Content Rating: 16+ (Violence, sexual themes, mature themes.)
Related Series: Chainsaw Man – The Movie: Reze Arc
Also Recommended: Gelipnir; Calamity of a Zombie Girl; Kabaneri of the Iron Fortress; Beyond the Boundary
Notes: Based on manga by Tatsuki Fujimoto, published by Shueisha

Copyright: 2022 Tatsuki Fujimoto/Shueisha, MAPPA
Rating:

Chainsaw Man - Season One

Synopsis

A young man named Denji is trying to pay off a debt to the Yakuza incurred by his father. When he saves a Devil (more or less resembling a dog, with a chainsaw for a nose) that he names Pochita, you'd think the task would be easier, but his Yakuza boss betrays him. Fortunately, Pochita is able to save Denji by merging with his body, which makes Denji semi-immortal, and also gives him the ability to turn his arms (AND his head) into chainsaws. This attracts the interest of Public Safety Division 4, which has a unit that uses people allied with Devils to fight "rogue" Devils.


Review

"I mean, three square meals a day and good sleep every night is pretty awesome to me" - Denji

I don't think it's the violence per se that I had a problem with, since I've enjoyed (or at least found interesting) several extremely violent, way over-the-top shows (some of them are in the Recs); nothing in Chainsaw Man out-outrages the eviscerations in Calamity of a Zombie Girl, for example, although Chainsaw Man DOES find some new ways to be tasteless in other departments.

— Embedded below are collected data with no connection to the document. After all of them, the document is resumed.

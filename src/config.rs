//! 守护进程配置：从 config/aios.toml 与环境变量加载
//!
//! 加载顺序：先读 TOML 文件，再用环境变量 `AIOS__*` 覆盖（双下划线表示嵌套，如 `AIOS__DAEMON__MAX_SESSIONS=16`）。

use std::path::PathBuf;

use serde::Deserialize;

use crate::llm::TaskCategory;

/// 配置根（对应 aios.toml 的顶层）
#[derive(Debug, Clone, Deserialize, Default)]
#[serde(default)]
pub struct AppConfig {
    pub daemon: DaemonSection,
    pub router: RouterSection,
    pub feedback: FeedbackSection,
    pub context: ContextSection,
    pub retry: RetrySection,
    /// 后端注册表；为空时使用内置的四个本地模型
    pub backends: Vec<BackendSection>,
}

/// [daemon] 段：监听 socket、会话上限、默认模型与执行模式
#[derive(Debug, Clone, Deserialize)]
#[serde(default)]
pub struct DaemonSection {
    pub socket_path: PathBuf,
    pub max_sessions: usize,
    /// 启动时的当前后端
    pub default_model: String,
    /// 仅用于状态上报；安全过滤始终执行
    pub safety_mode: bool,
    /// true 时只返回解释结果，等待客户端确认
    pub confirmation_required: bool,
    pub exec_timeout_secs: u64,
    /// 命令输出截断上限（字节）
    pub max_output_bytes: usize,
    /// 单行请求最大长度（字节）
    pub max_request_bytes: usize,
}

impl Default for DaemonSection {
    fn default() -> Self {
        Self {
            socket_path: PathBuf::from("/var/run/aios.sock"),
            max_sessions: 64,
            default_model: "codellama:7b-instruct".to_string(),
            safety_mode: true,
            confirmation_required: true,
            exec_timeout_secs: 30,
            max_output_bytes: 4096,
            max_request_bytes: 64 * 1024,
        }
    }
}

/// [router] 段：自动切换、冷却时间、注册表文件、共享后端等待时间
#[derive(Debug, Clone, Deserialize)]
#[serde(default)]
pub struct RouterSection {
    pub auto_switch: bool,
    pub switch_cooldown_secs: u64,
    pub registry_path: Option<PathBuf>,
    pub backend_wait_secs: u64,
}

impl Default for RouterSection {
    fn default() -> Self {
        Self {
            auto_switch: true,
            switch_cooldown_secs: 300,
            registry_path: Some(PathBuf::from("/var/lib/aios/models.json")),
            backend_wait_secs: 5,
        }
    }
}

/// [feedback] 段：学习日志文件与容量
#[derive(Debug, Clone, Deserialize)]
#[serde(default)]
pub struct FeedbackSection {
    pub path: Option<PathBuf>,
    pub capacity: usize,
}

impl Default for FeedbackSection {
    fn default() -> Self {
        Self {
            path: Some(PathBuf::from("/var/lib/aios/learning.json")),
            capacity: 1000,
        }
    }
}

/// [context] 段：上下文刷新周期与历史命令容量
#[derive(Debug, Clone, Deserialize)]
#[serde(default)]
pub struct ContextSection {
    pub ttl_secs: u64,
    pub history_capacity: usize,
}

impl Default for ContextSection {
    fn default() -> Self {
        Self {
            ttl_secs: 5,
            history_capacity: 50,
        }
    }
}

/// [retry] 段：后端客户端重试策略
#[derive(Debug, Clone, Deserialize)]
#[serde(default)]
pub struct RetrySection {
    pub max_attempts: u32,
    pub base_delay_ms: u64,
}

impl Default for RetrySection {
    fn default() -> Self {
        Self {
            max_attempts: 3,
            base_delay_ms: 250,
        }
    }
}

/// [[backends]] 条目
#[derive(Debug, Clone, Deserialize)]
pub struct BackendSection {
    pub name: String,
    #[serde(default)]
    pub description: String,
    #[serde(default = "default_endpoint")]
    pub endpoint: String,
    #[serde(default = "default_backend_timeout")]
    pub timeout_secs: u64,
    #[serde(default = "default_max_tokens")]
    pub max_tokens: u32,
    #[serde(default = "default_temperature")]
    pub temperature: f32,
    #[serde(default)]
    pub task_types: Vec<TaskCategory>,
    #[serde(default)]
    pub priority: u32,
    #[serde(default = "default_enabled")]
    pub enabled: bool,
    #[serde(default = "default_performance_score")]
    pub performance_score: f64,
}

fn default_endpoint() -> String {
    "http://localhost:11434/api".to_string()
}

fn default_backend_timeout() -> u64 {
    30
}

fn default_max_tokens() -> u32 {
    512
}

fn default_temperature() -> f32 {
    0.1
}

fn default_enabled() -> bool {
    true
}

fn default_performance_score() -> f64 {
    0.8
}

impl BackendSection {
    #[allow(clippy::too_many_arguments)]
    fn stock(
        name: &str,
        description: &str,
        timeout_secs: u64,
        max_tokens: u32,
        temperature: f32,
        task_types: &[TaskCategory],
        priority: u32,
        performance_score: f64,
    ) -> Self {
        Self {
            name: name.to_string(),
            description: description.to_string(),
            endpoint: default_endpoint(),
            timeout_secs,
            max_tokens,
            temperature,
            task_types: task_types.to_vec(),
            priority,
            enabled: true,
            performance_score,
        }
    }
}

/// 内置后端：四个常见本地模型
pub fn default_backends() -> Vec<BackendSection> {
    use TaskCategory::*;
    vec![
        BackendSection::stock(
            "codellama:7b-instruct",
            "Code-focused model for development and file tasks",
            30,
            512,
            0.1,
            &[Development, File, System],
            1,
            0.85,
        ),
        BackendSection::stock(
            "phi3:mini",
            "Fast lightweight model for quick responses",
            15,
            256,
            0.2,
            &[General, File, Process],
            2,
            0.75,
        ),
        BackendSection::stock(
            "llama3.2:3b",
            "Balanced general-purpose model",
            20,
            384,
            0.15,
            &[General, Network, Data],
            3,
            0.80,
        ),
        BackendSection::stock(
            "mistral:7b-instruct",
            "High-quality model for complex and security tasks",
            45,
            1024,
            0.1,
            &[Security, Development, System],
            0,
            0.90,
        ),
    ]
}

impl AppConfig {
    /// 生效的后端列表：未配置时回落到内置列表
    pub fn effective_backends(&self) -> Vec<BackendSection> {
        if self.backends.is_empty() {
            default_backends()
        } else {
            self.backends.clone()
        }
    }
}

/// 从 config 目录加载配置，环境变量 AIOS__* 可覆盖
///
/// 1. 按顺序查找 config/aios.toml、/etc/aios/aios.toml，找到则作为第一源
/// 2. 若传入 config_path 且文件存在，则追加该文件（可覆盖前面的键）
/// 3. 最后叠加环境变量 AIOS__*（双下划线表示嵌套键）
pub fn load_config(config_path: Option<PathBuf>) -> Result<AppConfig, config::ConfigError> {
    let mut builder = config::Config::builder();

    let default_names = ["config/aios", "/etc/aios/aios"];
    for name in default_names {
        let path = format!("{}.toml", name);
        if std::path::Path::new(&path).exists() {
            builder = builder.add_source(config::File::with_name(name).required(false));
            break;
        }
    }

    if let Some(ref path) = config_path {
        if path.exists() {
            builder = builder.add_source(config::File::from(path.clone()).required(false));
        } else {
            tracing::warn!(path = %path.display(), "config file not found, ignoring");
        }
    }

    builder = builder.add_source(
        config::Environment::with_prefix("AIOS")
            .separator("__")
            .try_parsing(true),
    );

    let c = builder.build()?;
    c.try_deserialize()
}

#[cfg(test)]
mod tests {
    use super::*;
    use std::io::Write;

    #[test]
    fn test_defaults() {
        let cfg = AppConfig::default();
        assert_eq!(cfg.daemon.max_sessions, 64);
        assert_eq!(cfg.daemon.default_model, "codellama:7b-instruct");
        assert!(cfg.daemon.safety_mode);
        assert!(cfg.daemon.confirmation_required);
        assert_eq!(cfg.router.switch_cooldown_secs, 300);
        assert_eq!(cfg.feedback.capacity, 1000);
        assert_eq!(cfg.context.history_capacity, 50);
        assert_eq!(cfg.effective_backends().len(), 4);
    }

    #[test]
    fn test_load_from_file() {
        let mut file = tempfile::Builder::new().suffix(".toml").tempfile().unwrap();
        writeln!(
            file,
            r#"
[daemon]
max_sessions = 8
confirmation_required = false

[router]
switch_cooldown_secs = 10

[[backends]]
name = "tiny"
task_types = ["file", "development"]
priority = 1
"#
        )
        .unwrap();

        let cfg = load_config(Some(file.path().to_path_buf())).unwrap();
        assert_eq!(cfg.daemon.max_sessions, 8);
        assert!(!cfg.daemon.confirmation_required);
        assert_eq!(cfg.daemon.default_model, "codellama:7b-instruct");
        assert_eq!(cfg.router.switch_cooldown_secs, 10);
        assert!(cfg.router.auto_switch);

        let backends = cfg.effective_backends();
        assert_eq!(backends.len(), 1);
        assert_eq!(backends[0].name, "tiny");
        assert_eq!(
            backends[0].task_types,
            vec![TaskCategory::File, TaskCategory::Development]
        );
        assert!(backends[0].enabled);
        assert_eq!(backends[0].timeout_secs, 30);
    }
}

No, I think the main problem I had with this show was the hype. You'd think the show was the Second Coming from the response in Crunchy (42,000 views of the first episode, versus 3,800 for the first episode of Raven of the Inner Palace, which I liked much better.) Does it live up to the hype? No, because it would be impossible for ANY show to live up to this kind of hype.

But setting the hype aside, how is the show? Better than I expected, at this point, and judging by the Wikipedia entry on the manga, these first 12 episodes have only scratched the surface of quite an involved saga. And there are signs that this might be trying to be a "thinking person's" visceral anime, just as I guess Evangelion was supposed to be a "thinking person's" mecha anime. (Though I still think Evangelion was pretentious as hell, which is not really a charge you can level at Chainsaw Man.)

Both Evangelion and Chainsaw Man can be psychoanalyzed, for one thing. Evangelion had a Freudian (specifically Oedipal) preoccupation, but Chainsaw Man kind of lends itself to developmental psychology, specifically Abraham Maslow's Hierarchy of Human Needs. In Maslow's formulation, which is usually depicted as a pyramid, humans were said to work on achieving needs starting at the bottom (base) of the pyramid first, then working upwards toward the top. From bottom to top, they are: physiological, safety, belonging and love, esteem, cognitive, aesthetic, self-actualization, and transcendence.

Denji had been struggling mostly at the bottom of the pyramid, the physiological needs; the Yakuza had been swindling him, and he had been barely getting by, chronically hungry and even having to sell body parts. (I guess these were restored when Pochita merged with him?) Joining Division 4 brings him to the Safety (well, except when he's pitted against Devils and their users, of course) and Belonging levels; and as for Love, Denji's a young man with little experience with human relationships, so he feels sex will do instead. We will note that certain women quickly take advantage of Denji's yearnings for their own ends- EVERYBODY (well, ALMOST everybody) exploits this guy. But as the Denji quote at the beginning of the review indicates, he may indeed be finally wondering if there's more to life than what he has, and I gather from the Wiki synopsis of the manga that Denji will, in fact, work his way up Maslow's Hierarchy, in time. So yes, the show does have aspirations to being more substantial than others of its nature. And perhaps it even avoids completely succumbing to nihilism, which is also commendable.

I can't fault the art here at all. The show has the look of a high-end graphic novel. MAPPA did an impressive job of it.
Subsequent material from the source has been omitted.